*** Opening RAW DATA ***

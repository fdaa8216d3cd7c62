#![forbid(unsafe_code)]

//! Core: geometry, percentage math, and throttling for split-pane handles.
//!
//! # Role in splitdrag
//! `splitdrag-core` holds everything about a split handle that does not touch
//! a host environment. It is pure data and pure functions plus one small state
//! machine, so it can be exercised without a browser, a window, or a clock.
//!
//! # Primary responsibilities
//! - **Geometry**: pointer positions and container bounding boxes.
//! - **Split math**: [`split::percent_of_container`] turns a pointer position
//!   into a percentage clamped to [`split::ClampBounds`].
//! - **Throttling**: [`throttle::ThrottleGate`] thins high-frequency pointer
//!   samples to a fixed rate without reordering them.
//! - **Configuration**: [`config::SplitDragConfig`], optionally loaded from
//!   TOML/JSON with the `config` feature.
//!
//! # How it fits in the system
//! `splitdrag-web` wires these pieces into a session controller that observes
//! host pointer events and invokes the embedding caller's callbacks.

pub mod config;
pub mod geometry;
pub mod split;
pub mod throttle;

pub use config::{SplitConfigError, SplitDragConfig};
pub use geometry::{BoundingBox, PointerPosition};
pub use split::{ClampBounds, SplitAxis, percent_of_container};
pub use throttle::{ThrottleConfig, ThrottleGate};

*** Closing RAW DATA ***
*** Opening RAW DATA ***

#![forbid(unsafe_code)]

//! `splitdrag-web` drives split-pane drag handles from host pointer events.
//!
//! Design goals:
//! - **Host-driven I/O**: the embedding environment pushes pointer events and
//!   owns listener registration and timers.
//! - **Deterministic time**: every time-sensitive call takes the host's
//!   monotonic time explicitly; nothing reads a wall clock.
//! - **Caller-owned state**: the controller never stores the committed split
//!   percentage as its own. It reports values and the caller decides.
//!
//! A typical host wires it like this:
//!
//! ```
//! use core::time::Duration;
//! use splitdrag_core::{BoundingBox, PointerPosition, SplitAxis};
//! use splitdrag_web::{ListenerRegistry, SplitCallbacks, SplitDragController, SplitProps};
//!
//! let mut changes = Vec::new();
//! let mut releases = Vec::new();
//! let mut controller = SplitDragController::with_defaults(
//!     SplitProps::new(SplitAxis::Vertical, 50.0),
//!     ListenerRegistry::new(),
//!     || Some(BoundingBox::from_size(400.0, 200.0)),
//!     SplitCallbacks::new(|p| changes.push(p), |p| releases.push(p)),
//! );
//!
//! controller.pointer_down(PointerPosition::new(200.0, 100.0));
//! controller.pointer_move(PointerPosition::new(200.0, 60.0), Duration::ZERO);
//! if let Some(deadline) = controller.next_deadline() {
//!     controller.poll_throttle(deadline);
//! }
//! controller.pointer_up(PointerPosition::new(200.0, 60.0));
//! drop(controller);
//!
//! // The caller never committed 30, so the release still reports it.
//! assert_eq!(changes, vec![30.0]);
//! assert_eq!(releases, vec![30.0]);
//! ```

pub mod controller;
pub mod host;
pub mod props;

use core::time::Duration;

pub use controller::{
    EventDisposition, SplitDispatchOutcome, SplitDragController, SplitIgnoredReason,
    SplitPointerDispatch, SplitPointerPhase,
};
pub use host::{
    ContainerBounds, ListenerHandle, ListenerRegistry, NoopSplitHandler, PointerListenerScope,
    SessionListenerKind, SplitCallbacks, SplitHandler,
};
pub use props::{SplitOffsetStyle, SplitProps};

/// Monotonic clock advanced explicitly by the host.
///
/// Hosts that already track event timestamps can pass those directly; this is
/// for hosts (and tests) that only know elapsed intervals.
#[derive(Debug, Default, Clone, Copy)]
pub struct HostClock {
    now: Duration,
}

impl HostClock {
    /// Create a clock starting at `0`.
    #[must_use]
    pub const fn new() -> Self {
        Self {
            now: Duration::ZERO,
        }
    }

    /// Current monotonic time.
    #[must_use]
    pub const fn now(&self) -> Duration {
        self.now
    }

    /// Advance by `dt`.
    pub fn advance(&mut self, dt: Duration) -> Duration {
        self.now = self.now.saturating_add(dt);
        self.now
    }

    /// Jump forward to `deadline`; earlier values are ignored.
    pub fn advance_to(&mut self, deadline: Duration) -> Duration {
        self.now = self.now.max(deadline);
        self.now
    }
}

*** Closing RAW DATA ***

WORK INSTRUCTION
If a line in the records above includes the string "reports", copy it.

OUTPUT FOR THIS EXERCISE
//!   percentage as its own. It reports values and the caller decides.
//! // The caller never committed 30, so the release still reports it.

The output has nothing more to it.